(Stored data)
☆ ☆ ☆
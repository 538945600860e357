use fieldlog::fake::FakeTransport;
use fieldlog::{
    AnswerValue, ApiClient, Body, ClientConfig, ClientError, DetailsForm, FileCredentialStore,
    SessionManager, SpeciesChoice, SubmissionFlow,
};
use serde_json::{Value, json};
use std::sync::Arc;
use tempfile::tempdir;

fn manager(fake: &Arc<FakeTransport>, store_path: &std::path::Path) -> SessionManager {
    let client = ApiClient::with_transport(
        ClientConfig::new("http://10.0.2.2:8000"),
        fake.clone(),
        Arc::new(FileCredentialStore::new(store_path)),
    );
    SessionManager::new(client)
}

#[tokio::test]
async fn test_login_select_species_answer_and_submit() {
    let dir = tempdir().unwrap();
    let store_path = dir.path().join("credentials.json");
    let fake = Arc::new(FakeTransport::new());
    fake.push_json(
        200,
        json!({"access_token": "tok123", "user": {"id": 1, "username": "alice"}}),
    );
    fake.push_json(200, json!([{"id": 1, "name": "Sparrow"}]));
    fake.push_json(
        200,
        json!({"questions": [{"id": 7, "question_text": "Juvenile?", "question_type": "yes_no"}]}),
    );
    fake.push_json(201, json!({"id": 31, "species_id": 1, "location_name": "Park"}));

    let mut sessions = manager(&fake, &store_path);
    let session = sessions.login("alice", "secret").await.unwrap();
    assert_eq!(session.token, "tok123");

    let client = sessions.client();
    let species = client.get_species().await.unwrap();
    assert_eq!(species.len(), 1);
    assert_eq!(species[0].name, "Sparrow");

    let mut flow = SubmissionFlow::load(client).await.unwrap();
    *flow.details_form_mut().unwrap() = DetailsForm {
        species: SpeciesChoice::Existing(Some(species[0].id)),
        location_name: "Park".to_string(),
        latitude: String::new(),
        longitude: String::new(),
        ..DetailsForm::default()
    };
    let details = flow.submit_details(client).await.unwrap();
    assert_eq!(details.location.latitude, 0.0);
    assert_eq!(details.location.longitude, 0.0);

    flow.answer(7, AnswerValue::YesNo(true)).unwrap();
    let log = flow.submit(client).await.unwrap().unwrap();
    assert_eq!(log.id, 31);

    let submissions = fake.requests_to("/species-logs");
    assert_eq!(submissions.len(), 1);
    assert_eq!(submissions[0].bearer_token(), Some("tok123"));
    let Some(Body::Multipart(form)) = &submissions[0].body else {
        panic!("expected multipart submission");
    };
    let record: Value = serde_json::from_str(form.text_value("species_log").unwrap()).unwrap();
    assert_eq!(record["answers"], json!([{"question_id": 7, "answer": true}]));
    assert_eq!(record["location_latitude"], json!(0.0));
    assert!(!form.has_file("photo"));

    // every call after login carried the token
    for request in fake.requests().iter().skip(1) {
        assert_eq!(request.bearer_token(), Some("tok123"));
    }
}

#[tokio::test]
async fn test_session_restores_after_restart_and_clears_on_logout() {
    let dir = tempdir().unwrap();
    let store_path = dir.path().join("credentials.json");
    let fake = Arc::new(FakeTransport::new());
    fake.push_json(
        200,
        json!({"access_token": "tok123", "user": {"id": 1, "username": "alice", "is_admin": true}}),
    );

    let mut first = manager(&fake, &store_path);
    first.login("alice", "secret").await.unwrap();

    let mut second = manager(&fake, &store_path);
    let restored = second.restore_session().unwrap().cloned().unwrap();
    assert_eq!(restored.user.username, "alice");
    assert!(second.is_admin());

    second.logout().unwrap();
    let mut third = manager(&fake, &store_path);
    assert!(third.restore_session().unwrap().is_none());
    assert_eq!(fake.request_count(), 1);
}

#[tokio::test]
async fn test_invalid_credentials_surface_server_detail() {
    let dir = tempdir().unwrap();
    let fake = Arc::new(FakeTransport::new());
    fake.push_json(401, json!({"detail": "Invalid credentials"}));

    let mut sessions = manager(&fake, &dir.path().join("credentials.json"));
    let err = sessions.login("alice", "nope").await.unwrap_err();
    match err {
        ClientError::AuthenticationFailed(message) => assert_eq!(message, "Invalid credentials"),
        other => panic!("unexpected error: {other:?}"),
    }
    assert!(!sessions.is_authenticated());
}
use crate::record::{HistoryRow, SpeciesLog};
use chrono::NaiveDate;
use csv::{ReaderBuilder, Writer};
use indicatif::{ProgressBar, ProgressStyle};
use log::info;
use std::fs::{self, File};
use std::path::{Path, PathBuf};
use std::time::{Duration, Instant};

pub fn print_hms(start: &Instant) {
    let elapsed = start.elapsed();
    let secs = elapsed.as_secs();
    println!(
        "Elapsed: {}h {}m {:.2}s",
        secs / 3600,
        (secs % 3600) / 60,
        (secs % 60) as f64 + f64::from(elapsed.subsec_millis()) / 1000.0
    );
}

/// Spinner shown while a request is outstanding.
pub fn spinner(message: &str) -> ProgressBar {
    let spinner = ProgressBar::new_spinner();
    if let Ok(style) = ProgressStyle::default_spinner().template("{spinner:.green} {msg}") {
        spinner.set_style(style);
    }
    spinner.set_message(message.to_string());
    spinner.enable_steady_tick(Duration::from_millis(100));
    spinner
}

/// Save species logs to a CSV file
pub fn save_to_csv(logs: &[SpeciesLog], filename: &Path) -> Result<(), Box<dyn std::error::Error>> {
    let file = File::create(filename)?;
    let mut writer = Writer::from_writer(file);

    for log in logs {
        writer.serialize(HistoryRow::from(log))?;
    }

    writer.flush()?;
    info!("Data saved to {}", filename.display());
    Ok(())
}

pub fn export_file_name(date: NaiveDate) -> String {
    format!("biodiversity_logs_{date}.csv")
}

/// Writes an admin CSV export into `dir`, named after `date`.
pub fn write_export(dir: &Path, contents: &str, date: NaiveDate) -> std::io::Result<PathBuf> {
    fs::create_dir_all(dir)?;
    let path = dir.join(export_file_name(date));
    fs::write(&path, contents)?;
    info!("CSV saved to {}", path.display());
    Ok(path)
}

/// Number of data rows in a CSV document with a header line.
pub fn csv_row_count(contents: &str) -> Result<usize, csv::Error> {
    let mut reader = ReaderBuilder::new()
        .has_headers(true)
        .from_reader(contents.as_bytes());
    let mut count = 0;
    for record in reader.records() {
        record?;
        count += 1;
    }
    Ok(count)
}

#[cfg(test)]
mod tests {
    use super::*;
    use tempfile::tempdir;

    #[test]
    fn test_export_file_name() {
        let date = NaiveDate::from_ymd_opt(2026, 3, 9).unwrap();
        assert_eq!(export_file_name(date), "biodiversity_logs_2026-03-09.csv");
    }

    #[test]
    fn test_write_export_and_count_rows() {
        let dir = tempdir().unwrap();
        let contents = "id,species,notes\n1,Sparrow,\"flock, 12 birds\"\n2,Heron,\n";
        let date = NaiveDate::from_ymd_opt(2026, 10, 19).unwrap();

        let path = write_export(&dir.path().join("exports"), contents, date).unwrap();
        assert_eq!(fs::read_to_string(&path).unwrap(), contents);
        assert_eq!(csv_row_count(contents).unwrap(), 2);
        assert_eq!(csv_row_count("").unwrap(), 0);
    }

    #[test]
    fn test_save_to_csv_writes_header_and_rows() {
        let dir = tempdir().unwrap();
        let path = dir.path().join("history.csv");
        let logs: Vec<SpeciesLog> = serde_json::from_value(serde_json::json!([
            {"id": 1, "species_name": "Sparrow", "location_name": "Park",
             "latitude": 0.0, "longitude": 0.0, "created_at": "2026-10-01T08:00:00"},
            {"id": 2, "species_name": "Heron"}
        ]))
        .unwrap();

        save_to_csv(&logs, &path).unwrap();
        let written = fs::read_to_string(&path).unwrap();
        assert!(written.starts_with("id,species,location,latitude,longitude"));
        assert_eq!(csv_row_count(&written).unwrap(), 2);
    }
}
☆ ☆ ☆
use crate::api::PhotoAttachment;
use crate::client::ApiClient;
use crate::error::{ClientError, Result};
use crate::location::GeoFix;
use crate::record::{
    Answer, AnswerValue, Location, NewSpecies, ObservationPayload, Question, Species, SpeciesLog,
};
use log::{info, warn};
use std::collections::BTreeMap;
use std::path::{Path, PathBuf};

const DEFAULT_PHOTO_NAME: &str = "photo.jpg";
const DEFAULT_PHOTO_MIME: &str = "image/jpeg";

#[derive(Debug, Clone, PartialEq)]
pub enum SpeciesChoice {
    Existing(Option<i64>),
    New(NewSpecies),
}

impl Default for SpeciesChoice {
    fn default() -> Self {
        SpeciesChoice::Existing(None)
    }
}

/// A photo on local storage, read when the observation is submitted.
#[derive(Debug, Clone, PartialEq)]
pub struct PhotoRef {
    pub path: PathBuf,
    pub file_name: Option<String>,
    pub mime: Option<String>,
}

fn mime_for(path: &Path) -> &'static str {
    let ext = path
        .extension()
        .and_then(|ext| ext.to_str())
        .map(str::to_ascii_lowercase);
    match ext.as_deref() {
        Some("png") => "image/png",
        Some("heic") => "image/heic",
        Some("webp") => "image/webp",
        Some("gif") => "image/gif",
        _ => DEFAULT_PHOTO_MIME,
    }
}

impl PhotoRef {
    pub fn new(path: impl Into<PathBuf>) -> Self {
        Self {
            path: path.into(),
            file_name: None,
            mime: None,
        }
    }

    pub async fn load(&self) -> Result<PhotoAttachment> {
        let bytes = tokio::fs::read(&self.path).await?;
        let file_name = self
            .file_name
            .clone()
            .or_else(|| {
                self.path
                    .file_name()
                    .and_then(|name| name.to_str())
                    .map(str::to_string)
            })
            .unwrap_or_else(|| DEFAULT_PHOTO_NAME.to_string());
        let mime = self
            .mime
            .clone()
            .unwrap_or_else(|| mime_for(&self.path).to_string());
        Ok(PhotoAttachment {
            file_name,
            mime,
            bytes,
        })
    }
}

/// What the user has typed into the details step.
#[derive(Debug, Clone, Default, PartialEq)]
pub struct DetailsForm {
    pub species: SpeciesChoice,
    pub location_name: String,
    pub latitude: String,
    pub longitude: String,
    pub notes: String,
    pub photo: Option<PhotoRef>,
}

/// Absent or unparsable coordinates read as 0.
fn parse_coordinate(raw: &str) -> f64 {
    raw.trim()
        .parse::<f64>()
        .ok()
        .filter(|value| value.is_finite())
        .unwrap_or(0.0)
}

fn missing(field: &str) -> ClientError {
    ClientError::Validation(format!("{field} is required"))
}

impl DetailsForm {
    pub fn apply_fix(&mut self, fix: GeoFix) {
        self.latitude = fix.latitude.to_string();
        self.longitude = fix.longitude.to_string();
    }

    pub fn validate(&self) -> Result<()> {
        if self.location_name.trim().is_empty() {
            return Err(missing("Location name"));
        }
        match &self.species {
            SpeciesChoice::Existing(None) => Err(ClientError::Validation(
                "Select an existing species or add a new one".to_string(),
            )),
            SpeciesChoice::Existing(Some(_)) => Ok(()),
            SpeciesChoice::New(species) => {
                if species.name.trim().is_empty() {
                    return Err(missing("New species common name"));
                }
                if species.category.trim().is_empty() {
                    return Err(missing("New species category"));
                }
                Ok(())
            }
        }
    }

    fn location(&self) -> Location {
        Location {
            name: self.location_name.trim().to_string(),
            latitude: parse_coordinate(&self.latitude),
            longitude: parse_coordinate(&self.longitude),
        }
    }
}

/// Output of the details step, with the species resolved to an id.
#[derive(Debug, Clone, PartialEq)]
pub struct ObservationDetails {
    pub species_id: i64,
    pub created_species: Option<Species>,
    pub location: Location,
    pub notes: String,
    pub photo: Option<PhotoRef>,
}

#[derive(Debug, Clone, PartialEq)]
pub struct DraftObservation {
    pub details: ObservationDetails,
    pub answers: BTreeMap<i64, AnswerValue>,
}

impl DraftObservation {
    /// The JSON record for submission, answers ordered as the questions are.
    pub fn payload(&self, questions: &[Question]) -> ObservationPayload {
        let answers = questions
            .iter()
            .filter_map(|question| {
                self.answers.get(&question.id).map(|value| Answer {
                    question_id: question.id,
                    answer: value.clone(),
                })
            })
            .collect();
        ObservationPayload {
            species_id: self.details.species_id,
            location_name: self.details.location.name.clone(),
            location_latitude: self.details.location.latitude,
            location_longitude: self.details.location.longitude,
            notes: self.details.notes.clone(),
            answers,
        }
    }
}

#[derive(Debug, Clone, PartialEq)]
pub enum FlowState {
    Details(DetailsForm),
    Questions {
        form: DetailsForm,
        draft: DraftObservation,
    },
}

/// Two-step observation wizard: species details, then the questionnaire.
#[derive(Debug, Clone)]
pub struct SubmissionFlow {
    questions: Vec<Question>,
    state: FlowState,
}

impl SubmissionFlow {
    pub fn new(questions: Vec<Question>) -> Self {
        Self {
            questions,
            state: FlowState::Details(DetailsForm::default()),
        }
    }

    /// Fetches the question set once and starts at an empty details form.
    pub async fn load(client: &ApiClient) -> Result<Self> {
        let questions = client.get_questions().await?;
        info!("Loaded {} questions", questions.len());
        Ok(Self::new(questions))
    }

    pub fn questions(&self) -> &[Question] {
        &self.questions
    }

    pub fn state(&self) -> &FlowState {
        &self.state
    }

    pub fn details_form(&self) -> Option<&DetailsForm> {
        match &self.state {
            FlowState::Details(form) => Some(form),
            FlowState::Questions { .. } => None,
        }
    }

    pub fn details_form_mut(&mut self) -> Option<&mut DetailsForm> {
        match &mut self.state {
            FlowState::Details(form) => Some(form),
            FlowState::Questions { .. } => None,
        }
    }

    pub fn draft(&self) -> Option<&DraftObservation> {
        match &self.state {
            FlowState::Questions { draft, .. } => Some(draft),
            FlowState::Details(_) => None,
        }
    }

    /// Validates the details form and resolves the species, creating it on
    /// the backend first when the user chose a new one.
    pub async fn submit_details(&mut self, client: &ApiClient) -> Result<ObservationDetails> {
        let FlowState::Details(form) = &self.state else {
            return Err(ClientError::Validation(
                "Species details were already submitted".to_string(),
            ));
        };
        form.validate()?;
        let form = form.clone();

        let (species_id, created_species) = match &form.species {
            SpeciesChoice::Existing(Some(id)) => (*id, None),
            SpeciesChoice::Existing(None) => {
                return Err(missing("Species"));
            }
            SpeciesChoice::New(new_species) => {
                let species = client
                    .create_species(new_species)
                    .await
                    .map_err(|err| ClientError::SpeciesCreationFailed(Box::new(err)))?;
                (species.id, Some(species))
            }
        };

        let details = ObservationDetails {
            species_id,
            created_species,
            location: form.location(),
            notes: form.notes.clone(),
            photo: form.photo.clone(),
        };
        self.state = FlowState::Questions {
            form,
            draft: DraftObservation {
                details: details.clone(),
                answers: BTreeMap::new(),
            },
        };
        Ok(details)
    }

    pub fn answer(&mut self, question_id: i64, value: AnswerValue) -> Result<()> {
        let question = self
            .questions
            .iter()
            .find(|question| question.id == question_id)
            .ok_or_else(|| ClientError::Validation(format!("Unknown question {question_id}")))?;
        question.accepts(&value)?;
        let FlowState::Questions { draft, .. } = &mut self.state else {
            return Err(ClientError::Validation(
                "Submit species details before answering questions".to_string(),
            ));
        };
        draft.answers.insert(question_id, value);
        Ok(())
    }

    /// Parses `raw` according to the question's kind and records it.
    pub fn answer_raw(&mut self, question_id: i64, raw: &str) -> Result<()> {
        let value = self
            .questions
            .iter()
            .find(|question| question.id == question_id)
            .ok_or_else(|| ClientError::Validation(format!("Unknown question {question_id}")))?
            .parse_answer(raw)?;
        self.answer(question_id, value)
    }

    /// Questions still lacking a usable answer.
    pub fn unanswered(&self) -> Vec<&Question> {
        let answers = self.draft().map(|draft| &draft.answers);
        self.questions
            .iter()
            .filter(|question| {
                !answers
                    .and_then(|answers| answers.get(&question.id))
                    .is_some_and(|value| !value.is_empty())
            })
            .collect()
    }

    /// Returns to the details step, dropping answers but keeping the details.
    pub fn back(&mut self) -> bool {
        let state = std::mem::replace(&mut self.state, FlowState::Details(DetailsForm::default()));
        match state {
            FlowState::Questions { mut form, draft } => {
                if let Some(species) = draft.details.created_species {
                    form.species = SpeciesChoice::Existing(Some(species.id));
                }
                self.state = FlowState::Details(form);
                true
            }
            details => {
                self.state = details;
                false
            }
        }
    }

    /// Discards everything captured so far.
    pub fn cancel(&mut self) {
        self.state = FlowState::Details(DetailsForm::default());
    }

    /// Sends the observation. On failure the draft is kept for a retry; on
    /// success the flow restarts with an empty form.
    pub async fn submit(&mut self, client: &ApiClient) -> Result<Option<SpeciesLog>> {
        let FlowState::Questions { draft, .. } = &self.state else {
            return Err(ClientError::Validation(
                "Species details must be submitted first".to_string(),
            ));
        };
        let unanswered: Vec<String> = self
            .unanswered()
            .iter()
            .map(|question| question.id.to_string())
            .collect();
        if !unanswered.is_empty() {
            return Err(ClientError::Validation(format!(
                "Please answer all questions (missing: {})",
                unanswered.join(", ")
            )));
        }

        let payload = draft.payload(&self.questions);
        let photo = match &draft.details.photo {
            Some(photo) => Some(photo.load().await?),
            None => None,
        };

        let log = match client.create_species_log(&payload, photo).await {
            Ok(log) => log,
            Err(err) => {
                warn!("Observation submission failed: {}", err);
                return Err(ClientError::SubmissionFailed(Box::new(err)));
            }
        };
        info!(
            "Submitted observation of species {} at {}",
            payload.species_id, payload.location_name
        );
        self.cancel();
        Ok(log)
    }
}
☆ ☆ ☆
__What is expected__
Each line above that has the word "NewSpecies" must be copied.

__Response to the exercise__
    Answer, AnswerValue, Location, NewSpecies, ObservationPayload, Question, Species, SpeciesLog,
    New(NewSpecies),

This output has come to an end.